Stored data
= Beginning of Section =
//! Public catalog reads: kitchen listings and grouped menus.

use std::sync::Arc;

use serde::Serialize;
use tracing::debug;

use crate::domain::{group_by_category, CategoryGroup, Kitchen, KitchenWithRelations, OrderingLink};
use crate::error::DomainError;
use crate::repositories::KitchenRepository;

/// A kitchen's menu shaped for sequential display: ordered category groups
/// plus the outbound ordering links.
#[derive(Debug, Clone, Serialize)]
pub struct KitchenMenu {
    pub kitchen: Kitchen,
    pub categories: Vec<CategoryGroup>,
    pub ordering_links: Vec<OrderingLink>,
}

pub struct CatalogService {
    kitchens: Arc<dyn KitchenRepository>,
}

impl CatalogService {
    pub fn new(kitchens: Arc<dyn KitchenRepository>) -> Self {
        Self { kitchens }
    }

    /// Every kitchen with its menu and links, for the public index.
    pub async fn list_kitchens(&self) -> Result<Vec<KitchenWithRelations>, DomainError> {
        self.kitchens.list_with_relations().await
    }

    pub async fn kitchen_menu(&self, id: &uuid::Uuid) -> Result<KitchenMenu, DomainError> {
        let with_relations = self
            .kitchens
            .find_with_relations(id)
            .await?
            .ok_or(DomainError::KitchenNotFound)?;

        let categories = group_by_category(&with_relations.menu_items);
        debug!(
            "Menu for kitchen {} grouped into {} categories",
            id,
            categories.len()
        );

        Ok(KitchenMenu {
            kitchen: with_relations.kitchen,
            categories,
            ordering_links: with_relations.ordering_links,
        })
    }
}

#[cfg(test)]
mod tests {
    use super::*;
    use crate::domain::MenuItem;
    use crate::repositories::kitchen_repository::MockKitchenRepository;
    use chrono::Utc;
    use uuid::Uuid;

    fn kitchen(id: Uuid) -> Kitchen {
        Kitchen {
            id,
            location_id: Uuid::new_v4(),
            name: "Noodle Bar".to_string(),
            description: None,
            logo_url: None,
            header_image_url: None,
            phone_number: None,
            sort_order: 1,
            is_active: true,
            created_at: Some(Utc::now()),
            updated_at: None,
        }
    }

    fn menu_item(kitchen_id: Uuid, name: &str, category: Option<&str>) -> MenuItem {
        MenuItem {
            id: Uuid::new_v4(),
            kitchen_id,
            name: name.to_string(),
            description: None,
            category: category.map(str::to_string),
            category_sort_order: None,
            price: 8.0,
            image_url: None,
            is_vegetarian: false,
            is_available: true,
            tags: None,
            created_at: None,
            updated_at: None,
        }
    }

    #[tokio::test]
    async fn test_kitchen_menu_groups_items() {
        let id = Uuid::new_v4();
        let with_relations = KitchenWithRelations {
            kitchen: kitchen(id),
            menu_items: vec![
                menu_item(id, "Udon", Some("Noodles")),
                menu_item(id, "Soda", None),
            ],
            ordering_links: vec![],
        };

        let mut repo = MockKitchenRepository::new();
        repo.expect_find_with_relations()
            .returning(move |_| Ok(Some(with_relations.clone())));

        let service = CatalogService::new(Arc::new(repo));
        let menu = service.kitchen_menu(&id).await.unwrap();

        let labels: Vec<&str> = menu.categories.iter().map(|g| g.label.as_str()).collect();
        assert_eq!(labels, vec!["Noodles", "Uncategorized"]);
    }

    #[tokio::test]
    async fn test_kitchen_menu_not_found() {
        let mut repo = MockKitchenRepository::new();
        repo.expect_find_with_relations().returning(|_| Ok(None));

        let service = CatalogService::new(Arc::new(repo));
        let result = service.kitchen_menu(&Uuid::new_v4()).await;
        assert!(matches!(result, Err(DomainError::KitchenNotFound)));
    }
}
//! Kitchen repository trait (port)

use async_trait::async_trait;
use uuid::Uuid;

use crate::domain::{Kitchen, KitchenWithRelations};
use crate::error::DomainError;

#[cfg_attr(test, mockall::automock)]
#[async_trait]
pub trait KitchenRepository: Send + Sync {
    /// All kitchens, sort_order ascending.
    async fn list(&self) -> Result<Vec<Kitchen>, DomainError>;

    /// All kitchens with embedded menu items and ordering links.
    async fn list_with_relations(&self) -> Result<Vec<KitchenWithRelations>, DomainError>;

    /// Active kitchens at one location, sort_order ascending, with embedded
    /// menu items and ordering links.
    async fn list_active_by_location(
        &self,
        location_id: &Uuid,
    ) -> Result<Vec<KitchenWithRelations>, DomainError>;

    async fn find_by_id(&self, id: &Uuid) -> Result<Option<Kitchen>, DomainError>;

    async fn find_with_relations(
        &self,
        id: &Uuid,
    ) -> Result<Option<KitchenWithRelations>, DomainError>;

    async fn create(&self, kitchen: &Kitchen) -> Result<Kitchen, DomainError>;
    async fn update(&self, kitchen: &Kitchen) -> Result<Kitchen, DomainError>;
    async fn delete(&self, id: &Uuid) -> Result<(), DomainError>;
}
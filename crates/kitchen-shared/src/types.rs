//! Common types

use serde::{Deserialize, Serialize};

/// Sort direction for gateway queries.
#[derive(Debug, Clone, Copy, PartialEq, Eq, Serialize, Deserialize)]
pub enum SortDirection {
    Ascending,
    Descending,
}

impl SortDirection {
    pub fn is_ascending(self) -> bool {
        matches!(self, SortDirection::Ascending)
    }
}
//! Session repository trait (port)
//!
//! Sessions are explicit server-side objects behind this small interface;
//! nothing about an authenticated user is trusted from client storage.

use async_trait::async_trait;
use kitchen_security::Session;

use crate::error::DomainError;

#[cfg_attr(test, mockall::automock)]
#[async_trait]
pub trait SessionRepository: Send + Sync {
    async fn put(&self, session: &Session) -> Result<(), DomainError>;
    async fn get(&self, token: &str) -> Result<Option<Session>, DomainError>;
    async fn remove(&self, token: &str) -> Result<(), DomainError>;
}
= End of Section =
Task: The records above should be returned exactly.

Result of this task:
//! Public catalog reads: kitchen listings and grouped menus.

use std::sync::Arc;

use serde::Serialize;
use tracing::debug;

use crate::domain::{group_by_category, CategoryGroup, Kitchen, KitchenWithRelations, OrderingLink};
use crate::error::DomainError;
use crate::repositories::KitchenRepository;

/// A kitchen's menu shaped for sequential display: ordered category groups
/// plus the outbound ordering links.
#[derive(Debug, Clone, Serialize)]
pub struct KitchenMenu {
    pub kitchen: Kitchen,
    pub categories: Vec<CategoryGroup>,
    pub ordering_links: Vec<OrderingLink>,
}

pub struct CatalogService {
    kitchens: Arc<dyn KitchenRepository>,
}

impl CatalogService {
    pub fn new(kitchens: Arc<dyn KitchenRepository>) -> Self {
        Self { kitchens }
    }

    /// Every kitchen with its menu and links, for the public index.
    pub async fn list_kitchens(&self) -> Result<Vec<KitchenWithRelations>, DomainError> {
        self.kitchens.list_with_relations().await
    }

    pub async fn kitchen_menu(&self, id: &uuid::Uuid) -> Result<KitchenMenu, DomainError> {
        let with_relations = self
            .kitchens
            .find_with_relations(id)
            .await?
            .ok_or(DomainError::KitchenNotFound)?;

        let categories = group_by_category(&with_relations.menu_items);
        debug!(
            "Menu for kitchen {} grouped into {} categories",
            id,
            categories.len()
        );

        Ok(KitchenMenu {
            kitchen: with_relations.kitchen,
            categories,
            ordering_links: with_relations.ordering_links,
        })
    }
}

#[cfg(test)]
mod tests {
    use super::*;
    use crate::domain::MenuItem;
    use crate::repositories::kitchen_repository::MockKitchenRepository;
    use chrono::Utc;
    use uuid::Uuid;

    fn kitchen(id: Uuid) -> Kitchen {
        Kitchen {
            id,
            location_id: Uuid::new_v4(),
            name: "Noodle Bar".to_string(),
            description: None,
            logo_url: None,
            header_image_url: None,
            phone_number: None,
            sort_order: 1,
            is_active: true,
            created_at: Some(Utc::now()),
            updated_at: None,
        }
    }

    fn menu_item(kitchen_id: Uuid, name: &str, category: Option<&str>) -> MenuItem {
        MenuItem {
            id: Uuid::new_v4(),
            kitchen_id,
            name: name.to_string(),
            description: None,
            category: category.map(str::to_string),
            category_sort_order: None,
            price: 8.0,
            image_url: None,
            is_vegetarian: false,
            is_available: true,
            tags: None,
            created_at: None,
            updated_at: None,
        }
    }

    #[tokio::test]
    async fn test_kitchen_menu_groups_items() {
        let id = Uuid::new_v4();
        let with_relations = KitchenWithRelations {
            kitchen: kitchen(id),
            menu_items: vec![
                menu_item(id, "Udon", Some("Noodles")),
                menu_item(id, "Soda", None),
            ],
            ordering_links: vec![],
        };

        let mut repo = MockKitchenRepository::new();
        repo.expect_find_with_relations()
            .returning(move |_| Ok(Some(with_relations.clone())));

        let service = CatalogService::new(Arc::new(repo));
        let menu = service.kitchen_menu(&id).await.unwrap();

        let labels: Vec<&str> = menu.categories.iter().map(|g| g.label.as_str()).collect();
        assert_eq!(labels, vec!["Noodles", "Uncategorized"]);
    }

    #[tokio::test]
    async fn test_kitchen_menu_not_found() {
        let mut repo = MockKitchenRepository::new();
        repo.expect_find_with_relations().returning(|_| Ok(None));

        let service = CatalogService::new(Arc::new(repo));
        let result = service.kitchen_menu(&Uuid::new_v4()).await;
        assert!(matches!(result, Err(DomainError::KitchenNotFound)));
    }
}
//! Kitchen repository trait (port)

use async_trait::async_trait;
use uuid::Uuid;

use crate::domain::{Kitchen, KitchenWithRelations};
use crate::error::DomainError;

#[cfg_attr(test, mockall::automock)]
#[async_trait]
pub trait KitchenRepository: Send + Sync {
    /// All kitchens, sort_order ascending.
    async fn list(&self) -> Result<Vec<Kitchen>, DomainError>;

    /// All kitchens with embedded menu items and ordering links.
    async fn list_with_relations(&self) -> Result<Vec<KitchenWithRelations>, DomainError>;

    /// Active kitchens at one location, sort_order ascending, with embedded
    /// menu items and ordering links.
    async fn list_active_by_location(
        &self,
        location_id: &Uuid,
    ) -> Result<Vec<KitchenWithRelations>, DomainError>;

    async fn find_by_id(&self, id: &Uuid) -> Result<Option<Kitchen>, DomainError>;

    async fn find_with_relations(
        &self,
        id: &Uuid,
    ) -> Result<Option<KitchenWithRelations>, DomainError>;

    async fn create(&self, kitchen: &Kitchen) -> Result<Kitchen, DomainError>;
    async fn update(&self, kitchen: &Kitchen) -> Result<Kitchen, DomainError>;
    async fn delete(&self, id: &Uuid) -> Result<(), DomainError>;
}
filename crates/kitchen-shared/src/types.rs
//! Common types

use serde::{Deserialize, Serialize};

/// Sort direction for gateway queries.
#[derive(Debug, Clone, Copy, PartialEq, Eq, Serialize, Deserialize)]
pub enum SortDirection {
    Ascending,
    Descending,
}

impl SortDirection {
    pub fn is_ascending(self) -> bool {
        matches!(self, SortDirection::Ascending)
    }
}
//! Session repository trait (port)
//!
//! Sessions are explicit server-side objects behind this small interface;
//! nothing about an authenticated user is trusted from client storage.

use async_trait::async_trait;
use kitchen_security::Session;

use crate::error::DomainError;

#[cfg_attr(test, mockall::automock)]
#[async_trait]
pub trait SessionRepository: Send + Sync {
    async fn put(&self, session: &Session) -> Result<(), DomainError>;
    async fn get(&self, token: &str) -> Result<Option<Session>, DomainError>;
    async fn remove(&self, token: &str) -> Result<(), DomainError>;
}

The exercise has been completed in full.